◆ **Try it**: What you return must be every line from the beginning of the data through the line holding "lifecycle and persistence", unchanged.

*-*-*

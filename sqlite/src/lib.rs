//! SQLite access layer for dbgrid.
//!
//! A [`DatabaseHandle`] loads a database file into an in-memory engine
//! instance, serves reads and writes against it, and writes the whole image
//! back to the origin file after every successful mutation.
//!
//! # Architecture
//!
//! - **`handle`**: open/close lifecycle and persistence
//! - **`query`**: the read and write primitives, and ad-hoc SQL routing
//! - **`crud`**: table listing, schema, paginated reads and row edits
//! - **`convert`**: [`Value`] ↔ engine value conversion
//!
//! # Error contract
//!
//! Reads propagate engine failures as [`AccessError::Engine`]. Writes
//! report them as [`ExecuteResult::Failed`] and never return `Err` for an
//! engine-side problem. Calling anything on a closed handle fails with
//! [`AccessError::NotOpen`], and a rejected identifier fails with
//! [`AccessError::InvalidIdentifier`] before any SQL runs.
//!
//! # Quick start
//!
//! ```no_run
//! use dbgrid_sqlite::{DatabaseHandle, Value};
//!
//! let db = DatabaseHandle::open_path("inventory.db").unwrap();
//!
//! let page = db.get_table_data("items", 0, 50).unwrap();
//! println!("{} of {:?} rows", page.rows.len(), page.total);
//!
//! let result = db
//!     .insert_row("items", &[("name", Value::from("Widget")), ("price", Value::Real(9.5))])
//!     .unwrap();
//! assert!(result.is_success());
//! ```

mod convert;
mod crud;
mod error;
mod handle;
mod query;

pub use dbgrid_core::{
    ColumnInfo, ExecuteResult, Ident, IdentifierError, QueryResult, Row, SqlOutcome, Value,
};
pub use error::{AccessError, Result};
pub use handle::DatabaseHandle;
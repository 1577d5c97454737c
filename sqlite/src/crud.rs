//! Table-level operations built on the query executor.
//!
//! Every table or column name passes through [`Ident`] before it reaches
//! SQL text; values and row identifiers are always bound as parameters.
//! Mutations persist the whole database image after a successful change.

use dbgrid_core::{ColumnInfo, ExecuteResult, Ident, QueryResult, Value};
use tracing::debug;

use crate::convert::from_value_ref;
use crate::error::Result;
use crate::handle::DatabaseHandle;
use crate::query::query_rows;

const LIST_TABLES_SQL: &str = "SELECT name FROM sqlite_master \
     WHERE type = 'table' AND name NOT LIKE 'sqlite_%' \
     ORDER BY name";

/// Clamps a page size or offset into the engine's integer range.
fn to_sql_int(n: usize) -> Value {
    Value::Integer(i64::try_from(n).unwrap_or(i64::MAX))
}

impl DatabaseHandle {
    /// Lists user tables in name order, excluding the engine's own
    /// `sqlite_*` tables.
    pub fn get_tables(&self) -> Result<Vec<String>> {
        let conn = self.connection()?;
        let mut stmt = conn.prepare(LIST_TABLES_SQL)?;
        let tables = stmt
            .query_map([], |row| row.get::<_, String>(0))?
            .collect::<rusqlite::Result<Vec<_>>>()?;
        Ok(tables)
    }

    /// Describes the columns of `table` in declaration order.
    ///
    /// An unknown table yields an empty list.
    pub fn get_table_info(&self, table: &str) -> Result<Vec<ColumnInfo>> {
        let conn = self.connection()?;
        let table = Ident::table(table)?;

        let mut stmt = conn.prepare(&format!("PRAGMA table_info({table})"))?;
        let columns = stmt
            .query_map([], |row| {
                Ok(ColumnInfo {
                    ordinal_position: row.get(0)?,
                    name: row.get(1)?,
                    declared_type: row.get::<_, Option<String>>(2)?.unwrap_or_default(),
                    not_null: row.get::<_, i64>(3)? != 0,
                    default_value: from_value_ref(row.get_ref(4)?),
                    is_primary_key: row.get::<_, i64>(5)? != 0,
                })
            })?
            .collect::<rusqlite::Result<Vec<_>>>()?;
        Ok(columns)
    }

    /// Reads one page of `table`.
    ///
    /// Rows are ordered by `rowid` and each carries a `rowid` key ahead of
    /// the table's own columns. `total` holds the table's full row count.
    ///
    /// # Errors
    ///
    /// Besides identifier and closed-handle errors, an unknown table fails
    /// with [`AccessError::Engine`](crate::AccessError::Engine).
    pub fn get_table_data(&self, table: &str, page: usize, page_size: usize) -> Result<QueryResult> {
        let conn = self.connection()?;
        let ident = Ident::table(table)?;

        let columns = self.get_table_info(table)?;
        let total: i64 = conn.query_row(&format!("SELECT count(*) FROM {ident}"), [], |row| {
            row.get(0)
        })?;

        let offset = page.saturating_mul(page_size);
        let rows = query_rows(
            conn,
            &format!("SELECT rowid AS \"rowid\", * FROM {ident} ORDER BY rowid LIMIT ?1 OFFSET ?2"),
            &[to_sql_int(page_size), to_sql_int(offset)],
        )?;
        debug!(table, page, page_size, total, rows = rows.len(), "read table page");

        Ok(QueryResult {
            columns,
            rows,
            total: Some(u64::try_from(total).unwrap_or_default()),
        })
    }

    /// Reads the first page of `table` using the handle's default page size.
    pub fn get_first_page(&self, table: &str) -> Result<QueryResult> {
        self.get_table_data(table, 0, self.default_page_size())
    }

    /// Sets one cell, addressed by row identifier and column name.
    ///
    /// `Value::Null` stores SQL `NULL`.
    pub fn update_cell(
        &self,
        table: &str,
        row_id: i64,
        column: &str,
        value: Value,
    ) -> Result<ExecuteResult> {
        self.open_database()?;
        let table = Ident::table(table)?;
        let column = Ident::column(column)?;

        let sql = format!("UPDATE {table} SET {column} = ?1 WHERE rowid = ?2");
        let result = self.execute(&sql, &[value, Value::Integer(row_id)])?;
        self.persist_applied(result)
    }

    /// Deletes one row. A missing row is not an error; it reports zero
    /// changes.
    pub fn delete_row(&self, table: &str, row_id: i64) -> Result<ExecuteResult> {
        self.open_database()?;
        let table = Ident::table(table)?;

        let sql = format!("DELETE FROM {table} WHERE rowid = ?1");
        let result = self.execute(&sql, &[Value::Integer(row_id)])?;
        self.persist_applied(result)
    }

    /// Inserts one row from `(column, value)` pairs.
    ///
    /// Constraint violations (a missing `NOT NULL` column, say) come back as
    /// [`ExecuteResult::Failed`] with the engine's message. An empty mapping
    /// inserts a row of column defaults.
    pub fn insert_row<K: AsRef<str>>(
        &self,
        table: &str,
        data: &[(K, Value)],
    ) -> Result<ExecuteResult> {
        self.open_database()?;
        let table = Ident::table(table)?;
        let columns = data
            .iter()
            .map(|(name, _)| Ident::column(name.as_ref()))
            .collect::<std::result::Result<Vec<_>, _>>()?;

        let sql = if columns.is_empty() {
            format!("INSERT INTO {table} DEFAULT VALUES")
        } else {
            let names: Vec<String> = columns.iter().map(ToString::to_string).collect();
            let placeholders: Vec<String> = (1..=columns.len()).map(|i| format!("?{i}")).collect();
            format!(
                "INSERT INTO {table} ({}) VALUES ({})",
                names.join(", "),
                placeholders.join(", ")
            )
        };

        let values: Vec<Value> = data.iter().map(|(_, value)| value.clone()).collect();
        let result = self.execute(&sql, &values)?;
        self.persist_applied(result)
    }
}
//! Line-delimited JSON protocol for editor hosts.
//!
//! A host writes one [`EditorCommand`] per line and reads back one or more
//! [`EditorEvent`]s per command, each on its own line. Messages are tagged
//! by a camelCase `type` field:
//!
//! ```text
//! > {"type":"getTableData","table":"items","page":0,"pageSize":2}
//! < {"type":"tableData","table":"items","columns":[...],"rows":[...],"total":3,"page":0,"pageSize":2}
//! ```
//!
//! Nothing a host sends ends the session: a malformed line or a failed
//! operation is answered with an `error` event.

use std::collections::BTreeMap;
use std::io::{self, BufRead, Write};

use dbgrid_sqlite::{
    AccessError, ColumnInfo, DatabaseHandle, ExecuteResult, Row, SqlOutcome, Value,
};
use serde::{Deserialize, Serialize};
use tracing::{debug, info};

/// A request from the host.
#[derive(Debug, Clone, PartialEq, Deserialize)]
#[serde(tag = "type", rename_all = "camelCase")]
pub enum EditorCommand {
    /// The host is ready to receive the table list.
    Ready,
    GetTableData {
        table: String,
        #[serde(default)]
        page: usize,
        #[serde(default, rename = "pageSize")]
        page_size: Option<usize>,
    },
    #[serde(rename = "executeSQL")]
    ExecuteSql { sql: String },
    UpdateCell {
        table: String,
        rowid: i64,
        column: String,
        #[serde(default)]
        value: Value,
    },
    DeleteRow { table: String, rowid: i64 },
    InsertRow {
        table: String,
        #[serde(default)]
        data: BTreeMap<String, Value>,
    },
}

/// A message to the host.
#[derive(Debug, Clone, PartialEq, Serialize)]
#[serde(tag = "type", rename_all = "camelCase")]
pub enum EditorEvent {
    Init {
        tables: Vec<String>,
        #[serde(rename = "dbPath")]
        db_path: String,
    },
    TableData {
        table: String,
        columns: Vec<ColumnInfo>,
        rows: Vec<Row>,
        total: u64,
        page: usize,
        #[serde(rename = "pageSize")]
        page_size: usize,
    },
    SqlResult(SqlResult),
    UpdateSuccess { changes: u64 },
    DeleteSuccess { changes: u64 },
    InsertSuccess { changes: u64 },
    Error { message: String },
}

/// Body of a `sqlResult` event.
#[derive(Debug, Clone, PartialEq, Serialize)]
pub struct SqlResult {
    pub success: bool,
    #[serde(skip_serializing_if = "Option::is_none")]
    pub columns: Option<Vec<ColumnInfo>>,
    #[serde(skip_serializing_if = "Option::is_none")]
    pub rows: Option<Vec<Row>>,
    #[serde(skip_serializing_if = "Option::is_none")]
    pub changes: Option<u64>,
    #[serde(skip_serializing_if = "Option::is_none")]
    pub error: Option<String>,
}

impl From<SqlOutcome> for SqlResult {
    fn from(outcome: SqlOutcome) -> Self {
        match outcome {
            SqlOutcome::Query(result) => SqlResult {
                success: true,
                columns: Some(result.columns),
                rows: Some(result.rows),
                changes: None,
                error: None,
            },
            SqlOutcome::Execute(result) => SqlResult {
                success: result.is_success(),
                columns: None,
                rows: None,
                changes: result.changes(),
                error: result.error().map(String::from),
            },
        }
    }
}

impl EditorEvent {
    pub fn error(message: impl Into<String>) -> Self {
        EditorEvent::Error {
            message: message.into(),
        }
    }
}

/// Serves editor commands against one open database.
pub struct Session {
    db: DatabaseHandle,
}

impl Session {
    pub fn new(db: DatabaseHandle) -> Self {
        Self { db }
    }

    /// Parses and handles one line of input.
    pub fn handle_line(&self, line: &str) -> Vec<EditorEvent> {
        match serde_json::from_str::<EditorCommand>(line) {
            Ok(command) => self.handle(command),
            Err(err) => vec![EditorEvent::error(format!("Invalid command: {err}"))],
        }
    }

    /// Handles one command. Failures are reported as `error` events.
    pub fn handle(&self, command: EditorCommand) -> Vec<EditorEvent> {
        debug!(?command, "editor command");
        self.dispatch(command)
            .unwrap_or_else(|err| vec![EditorEvent::error(err.to_string())])
    }

    fn dispatch(&self, command: EditorCommand) -> Result<Vec<EditorEvent>, AccessError> {
        match command {
            EditorCommand::Ready => Ok(vec![self.init_event()?]),
            EditorCommand::GetTableData {
                table,
                page,
                page_size,
            } => {
                let page_size = page_size.unwrap_or_else(|| self.db.default_page_size());
                let result = self.db.get_table_data(&table, page, page_size)?;
                Ok(vec![EditorEvent::TableData {
                    table,
                    columns: result.columns,
                    rows: result.rows,
                    total: result.total.unwrap_or_default(),
                    page,
                    page_size,
                }])
            }
            EditorCommand::ExecuteSql { sql } => {
                let outcome = self.db.execute_sql(&sql)?;
                let wrote = matches!(outcome, SqlOutcome::Execute(ExecuteResult::Applied { .. }));
                let mut events = vec![EditorEvent::SqlResult(outcome.into())];
                if wrote {
                    events.push(self.init_event()?);
                }
                Ok(events)
            }
            EditorCommand::UpdateCell {
                table,
                rowid,
                column,
                value,
            } => {
                let result = self.db.update_cell(&table, rowid, &column, value)?;
                Ok(vec![mutation_event(result, |changes| {
                    EditorEvent::UpdateSuccess { changes }
                })])
            }
            EditorCommand::DeleteRow { table, rowid } => {
                let result = self.db.delete_row(&table, rowid)?;
                Ok(vec![mutation_event(result, |changes| {
                    EditorEvent::DeleteSuccess { changes }
                })])
            }
            EditorCommand::InsertRow { table, data } => {
                let data: Vec<(String, Value)> = data.into_iter().collect();
                let result = self.db.insert_row(&table, &data)?;
                Ok(vec![mutation_event(result, |changes| {
                    EditorEvent::InsertSuccess { changes }
                })])
            }
        }
    }

    fn init_event(&self) -> Result<EditorEvent, AccessError> {
        Ok(EditorEvent::Init {
            tables: self.db.get_tables()?,
            db_path: self
                .db
                .path()
                .map(|path| path.display().to_string())
                .unwrap_or_default(),
        })
    }

    /// Reads commands from `input` until end of stream, writing each event
    /// as one JSON line to `output`. Blank lines are skipped.
    pub fn serve<R: BufRead, W: Write>(&self, input: R, mut output: W) -> io::Result<()> {
        info!("editor session started");
        for line in input.lines() {
            let line = line?;
            if line.trim().is_empty() {
                continue;
            }
            for event in self.handle_line(&line) {
                let json = serde_json::to_string(&event).map_err(io::Error::other)?;
                writeln!(output, "{json}")?;
            }
            output.flush()?;
        }
        info!("editor session ended");
        Ok(())
    }
}

fn mutation_event(result: ExecuteResult, success: impl FnOnce(u64) -> EditorEvent) -> EditorEvent {
    match result {
        ExecuteResult::Applied { changes } => success(changes),
        ExecuteResult::Failed { error } => EditorEvent::error(error),
    }
}
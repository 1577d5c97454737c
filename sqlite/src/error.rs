//! Error types for the access layer.
//!
//! Only contract violations and read-path failures live here. Engine
//! failures on the write path are not errors: they are returned as
//! [`ExecuteResult::Failed`](dbgrid_core::ExecuteResult::Failed).

use dbgrid_core::IdentifierError;
use dbgrid_db::DatabaseError;
use thiserror::Error;

/// Errors that can occur during access-layer operations.
#[derive(Debug, Error)]
pub enum AccessError {
    /// The handle is closed or was never opened.
    #[error("Database not open")]
    NotOpen,

    /// A table or column name contains a forbidden character.
    #[error(transparent)]
    InvalidIdentifier(#[from] IdentifierError),

    /// The file could not be opened (missing, unsupported, or invalid).
    #[error(transparent)]
    Load(#[from] DatabaseError),

    /// A read statement failed to prepare or step.
    #[error("{0}")]
    Engine(#[from] rusqlite::Error),

    /// A mutation succeeded in memory but could not be written back.
    #[error("failed to save database: {0}")]
    Persist(#[source] DatabaseError),
}

/// Convenience alias for results with [`AccessError`].
pub type Result<T> = std::result::Result<T, AccessError>;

*-*-*

◆ **Result of the exercise**:
filename sqlite/src/lib.rs
//! SQLite access layer for dbgrid.
//!
//! A [`DatabaseHandle`] loads a database file into an in-memory engine
//! instance, serves reads and writes against it, and writes the whole image
//! back to the origin file after every successful mutation.
//!
//! # Architecture
//!
//! - **`handle`**: open/close lifecycle and persistence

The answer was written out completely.